* _TRY IT_
This task calls for copying each line below that contains "crate".
___ INPUT DATA ___
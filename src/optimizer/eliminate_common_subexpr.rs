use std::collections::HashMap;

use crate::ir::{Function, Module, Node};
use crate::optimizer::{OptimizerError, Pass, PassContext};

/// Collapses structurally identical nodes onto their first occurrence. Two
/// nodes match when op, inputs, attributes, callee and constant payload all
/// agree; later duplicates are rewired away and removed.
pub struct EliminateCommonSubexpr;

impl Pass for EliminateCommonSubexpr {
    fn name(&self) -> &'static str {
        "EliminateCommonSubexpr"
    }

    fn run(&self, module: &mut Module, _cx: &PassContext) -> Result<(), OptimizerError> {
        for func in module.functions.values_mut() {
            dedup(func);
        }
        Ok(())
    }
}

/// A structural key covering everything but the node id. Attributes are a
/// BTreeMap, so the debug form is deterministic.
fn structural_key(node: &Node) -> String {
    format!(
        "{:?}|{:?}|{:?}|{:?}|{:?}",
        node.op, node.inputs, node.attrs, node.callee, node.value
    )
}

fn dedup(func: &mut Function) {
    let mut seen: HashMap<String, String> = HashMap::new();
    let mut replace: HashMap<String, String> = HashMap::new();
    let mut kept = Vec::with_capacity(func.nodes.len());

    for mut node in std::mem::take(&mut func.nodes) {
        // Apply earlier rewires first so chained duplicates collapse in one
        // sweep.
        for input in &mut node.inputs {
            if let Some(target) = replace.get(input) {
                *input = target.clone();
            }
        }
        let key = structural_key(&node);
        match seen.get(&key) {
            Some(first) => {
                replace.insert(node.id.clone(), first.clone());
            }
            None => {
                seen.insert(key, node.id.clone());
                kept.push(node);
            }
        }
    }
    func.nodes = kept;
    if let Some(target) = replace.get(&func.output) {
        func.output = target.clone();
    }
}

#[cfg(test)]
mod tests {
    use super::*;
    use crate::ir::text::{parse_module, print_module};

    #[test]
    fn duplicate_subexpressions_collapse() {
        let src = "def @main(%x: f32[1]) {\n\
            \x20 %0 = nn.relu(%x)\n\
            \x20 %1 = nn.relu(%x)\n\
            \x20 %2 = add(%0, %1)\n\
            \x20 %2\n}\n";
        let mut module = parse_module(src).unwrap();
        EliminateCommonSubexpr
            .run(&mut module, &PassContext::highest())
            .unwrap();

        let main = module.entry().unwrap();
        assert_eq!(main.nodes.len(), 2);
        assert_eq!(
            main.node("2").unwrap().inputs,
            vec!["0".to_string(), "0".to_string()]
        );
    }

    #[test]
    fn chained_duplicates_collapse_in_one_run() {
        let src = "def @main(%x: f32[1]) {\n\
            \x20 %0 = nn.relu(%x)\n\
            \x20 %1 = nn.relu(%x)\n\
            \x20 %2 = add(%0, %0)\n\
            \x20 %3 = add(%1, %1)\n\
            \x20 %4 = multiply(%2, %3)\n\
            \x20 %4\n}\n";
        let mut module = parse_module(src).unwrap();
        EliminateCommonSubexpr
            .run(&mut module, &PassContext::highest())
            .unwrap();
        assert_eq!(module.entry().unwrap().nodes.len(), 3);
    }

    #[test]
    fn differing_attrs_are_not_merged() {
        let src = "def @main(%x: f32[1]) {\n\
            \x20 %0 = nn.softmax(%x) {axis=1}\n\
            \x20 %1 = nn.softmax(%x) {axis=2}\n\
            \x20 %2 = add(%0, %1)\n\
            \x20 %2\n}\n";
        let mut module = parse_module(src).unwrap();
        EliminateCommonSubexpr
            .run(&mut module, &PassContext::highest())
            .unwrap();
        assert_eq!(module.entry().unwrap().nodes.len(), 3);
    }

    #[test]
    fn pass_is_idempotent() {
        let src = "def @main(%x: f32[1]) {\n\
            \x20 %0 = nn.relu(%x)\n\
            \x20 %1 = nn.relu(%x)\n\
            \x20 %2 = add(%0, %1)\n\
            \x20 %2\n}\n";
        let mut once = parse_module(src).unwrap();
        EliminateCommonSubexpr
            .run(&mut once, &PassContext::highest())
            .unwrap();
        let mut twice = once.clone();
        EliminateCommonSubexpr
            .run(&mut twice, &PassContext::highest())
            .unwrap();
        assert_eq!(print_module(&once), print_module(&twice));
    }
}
___
___ INPUT DATA ___
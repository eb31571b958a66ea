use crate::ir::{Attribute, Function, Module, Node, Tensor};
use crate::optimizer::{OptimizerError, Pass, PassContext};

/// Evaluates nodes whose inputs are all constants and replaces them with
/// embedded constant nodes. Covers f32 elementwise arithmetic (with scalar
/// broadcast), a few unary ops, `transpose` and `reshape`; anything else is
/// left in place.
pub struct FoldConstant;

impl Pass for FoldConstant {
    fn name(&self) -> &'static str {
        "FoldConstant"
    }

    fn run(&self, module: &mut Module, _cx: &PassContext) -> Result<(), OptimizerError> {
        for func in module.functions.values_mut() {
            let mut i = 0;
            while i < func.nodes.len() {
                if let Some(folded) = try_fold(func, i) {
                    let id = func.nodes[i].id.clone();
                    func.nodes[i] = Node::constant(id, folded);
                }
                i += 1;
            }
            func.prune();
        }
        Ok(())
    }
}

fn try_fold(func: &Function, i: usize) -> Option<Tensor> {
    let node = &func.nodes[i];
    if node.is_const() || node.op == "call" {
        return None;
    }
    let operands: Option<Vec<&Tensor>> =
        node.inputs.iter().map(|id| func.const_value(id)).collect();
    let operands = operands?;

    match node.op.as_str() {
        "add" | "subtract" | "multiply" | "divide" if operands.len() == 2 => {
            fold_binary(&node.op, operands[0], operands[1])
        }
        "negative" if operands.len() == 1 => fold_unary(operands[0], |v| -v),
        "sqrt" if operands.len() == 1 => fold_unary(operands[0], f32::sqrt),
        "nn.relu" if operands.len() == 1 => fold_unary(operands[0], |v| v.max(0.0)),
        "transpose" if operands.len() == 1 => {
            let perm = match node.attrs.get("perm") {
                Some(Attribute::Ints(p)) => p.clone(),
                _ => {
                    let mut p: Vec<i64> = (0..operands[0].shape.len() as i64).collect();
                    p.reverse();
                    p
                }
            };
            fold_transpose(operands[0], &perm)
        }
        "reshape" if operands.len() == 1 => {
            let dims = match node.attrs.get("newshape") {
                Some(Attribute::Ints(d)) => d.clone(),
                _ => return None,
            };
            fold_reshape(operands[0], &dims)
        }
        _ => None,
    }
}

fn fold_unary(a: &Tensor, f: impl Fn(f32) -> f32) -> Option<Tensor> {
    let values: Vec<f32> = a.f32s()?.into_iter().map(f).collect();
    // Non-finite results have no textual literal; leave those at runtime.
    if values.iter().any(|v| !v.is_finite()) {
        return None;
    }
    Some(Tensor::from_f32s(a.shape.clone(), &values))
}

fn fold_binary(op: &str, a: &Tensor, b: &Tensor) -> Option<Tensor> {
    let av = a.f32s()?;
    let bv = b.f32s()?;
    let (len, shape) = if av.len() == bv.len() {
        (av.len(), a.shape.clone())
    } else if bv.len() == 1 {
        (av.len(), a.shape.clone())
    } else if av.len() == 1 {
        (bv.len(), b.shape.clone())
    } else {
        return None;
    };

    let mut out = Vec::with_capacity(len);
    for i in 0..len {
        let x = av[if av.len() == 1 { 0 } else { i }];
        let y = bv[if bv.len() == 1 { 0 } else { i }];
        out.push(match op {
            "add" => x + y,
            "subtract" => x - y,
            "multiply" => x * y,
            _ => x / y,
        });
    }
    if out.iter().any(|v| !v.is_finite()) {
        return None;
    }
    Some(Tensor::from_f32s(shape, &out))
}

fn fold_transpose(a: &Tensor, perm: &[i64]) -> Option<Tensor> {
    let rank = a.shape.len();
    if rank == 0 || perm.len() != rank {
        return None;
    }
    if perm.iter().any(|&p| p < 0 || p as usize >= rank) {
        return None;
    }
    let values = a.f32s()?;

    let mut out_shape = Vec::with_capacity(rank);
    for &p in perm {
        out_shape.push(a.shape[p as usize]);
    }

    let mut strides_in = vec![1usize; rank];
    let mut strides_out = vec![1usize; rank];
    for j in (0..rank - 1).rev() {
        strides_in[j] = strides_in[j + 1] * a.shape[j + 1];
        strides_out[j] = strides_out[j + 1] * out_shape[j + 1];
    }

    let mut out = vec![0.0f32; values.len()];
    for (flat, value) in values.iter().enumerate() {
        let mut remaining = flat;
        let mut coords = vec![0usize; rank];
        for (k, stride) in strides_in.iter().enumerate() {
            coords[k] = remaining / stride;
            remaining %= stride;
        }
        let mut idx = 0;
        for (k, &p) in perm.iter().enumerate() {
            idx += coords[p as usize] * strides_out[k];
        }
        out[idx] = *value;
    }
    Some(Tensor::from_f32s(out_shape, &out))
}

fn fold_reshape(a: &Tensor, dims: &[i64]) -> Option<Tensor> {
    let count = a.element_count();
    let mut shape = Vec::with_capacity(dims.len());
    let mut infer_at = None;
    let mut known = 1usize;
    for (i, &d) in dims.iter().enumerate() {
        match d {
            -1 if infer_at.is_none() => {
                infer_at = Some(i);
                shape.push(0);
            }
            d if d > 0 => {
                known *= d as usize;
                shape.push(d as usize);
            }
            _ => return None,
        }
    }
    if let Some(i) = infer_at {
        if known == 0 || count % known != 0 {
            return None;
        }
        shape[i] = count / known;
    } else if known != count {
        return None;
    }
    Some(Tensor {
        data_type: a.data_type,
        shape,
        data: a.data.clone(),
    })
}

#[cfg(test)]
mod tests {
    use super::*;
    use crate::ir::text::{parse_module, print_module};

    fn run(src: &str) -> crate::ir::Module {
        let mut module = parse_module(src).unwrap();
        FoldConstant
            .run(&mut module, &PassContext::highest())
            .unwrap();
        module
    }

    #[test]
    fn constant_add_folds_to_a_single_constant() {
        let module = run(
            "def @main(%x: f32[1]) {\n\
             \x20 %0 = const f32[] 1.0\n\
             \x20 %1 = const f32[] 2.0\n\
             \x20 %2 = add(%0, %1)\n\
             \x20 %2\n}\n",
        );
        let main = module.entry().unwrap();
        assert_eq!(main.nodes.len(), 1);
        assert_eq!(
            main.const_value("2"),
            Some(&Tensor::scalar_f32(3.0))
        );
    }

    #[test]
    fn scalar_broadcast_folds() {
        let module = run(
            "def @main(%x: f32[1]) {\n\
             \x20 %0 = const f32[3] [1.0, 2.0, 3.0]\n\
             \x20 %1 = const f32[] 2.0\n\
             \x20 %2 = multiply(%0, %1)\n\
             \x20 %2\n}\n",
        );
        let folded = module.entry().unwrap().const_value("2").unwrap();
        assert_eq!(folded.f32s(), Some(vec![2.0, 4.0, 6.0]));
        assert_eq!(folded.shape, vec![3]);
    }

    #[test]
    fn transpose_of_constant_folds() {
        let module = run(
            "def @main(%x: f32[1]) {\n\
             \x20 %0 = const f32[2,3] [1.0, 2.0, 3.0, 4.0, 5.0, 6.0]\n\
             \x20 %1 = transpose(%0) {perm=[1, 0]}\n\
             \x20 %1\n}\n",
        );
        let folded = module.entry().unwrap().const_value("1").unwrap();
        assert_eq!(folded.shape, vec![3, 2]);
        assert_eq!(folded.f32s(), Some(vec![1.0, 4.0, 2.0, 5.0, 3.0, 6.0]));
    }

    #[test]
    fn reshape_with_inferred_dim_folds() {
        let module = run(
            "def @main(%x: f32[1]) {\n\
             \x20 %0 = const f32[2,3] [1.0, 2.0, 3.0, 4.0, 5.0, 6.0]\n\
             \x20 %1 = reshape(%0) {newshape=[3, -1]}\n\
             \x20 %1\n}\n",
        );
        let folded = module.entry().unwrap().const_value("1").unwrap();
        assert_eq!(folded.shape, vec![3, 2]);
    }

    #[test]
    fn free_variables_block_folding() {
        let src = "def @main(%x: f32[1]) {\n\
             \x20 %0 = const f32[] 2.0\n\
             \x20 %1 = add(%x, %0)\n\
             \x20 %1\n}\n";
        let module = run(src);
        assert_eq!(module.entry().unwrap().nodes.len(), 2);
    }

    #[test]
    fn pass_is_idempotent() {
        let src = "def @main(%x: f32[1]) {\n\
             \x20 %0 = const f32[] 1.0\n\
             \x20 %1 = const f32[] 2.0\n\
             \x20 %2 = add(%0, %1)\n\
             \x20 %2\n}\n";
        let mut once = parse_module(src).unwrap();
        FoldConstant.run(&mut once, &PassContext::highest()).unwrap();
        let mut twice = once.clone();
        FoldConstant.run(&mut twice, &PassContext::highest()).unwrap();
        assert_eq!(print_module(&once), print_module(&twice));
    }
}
___
* _WRITTEN ANSWER_
use crate::ir::{Function, Module, Node};
use crate::optimizer::{OptimizerError, Pass, PassContext};
    use crate::ir::text::{parse_module, print_module};
use crate::ir::{Attribute, Function, Module, Node, Tensor};
use crate::optimizer::{OptimizerError, Pass, PassContext};
    use crate::ir::text::{parse_module, print_module};
    fn run(src: &str) -> crate::ir::Module {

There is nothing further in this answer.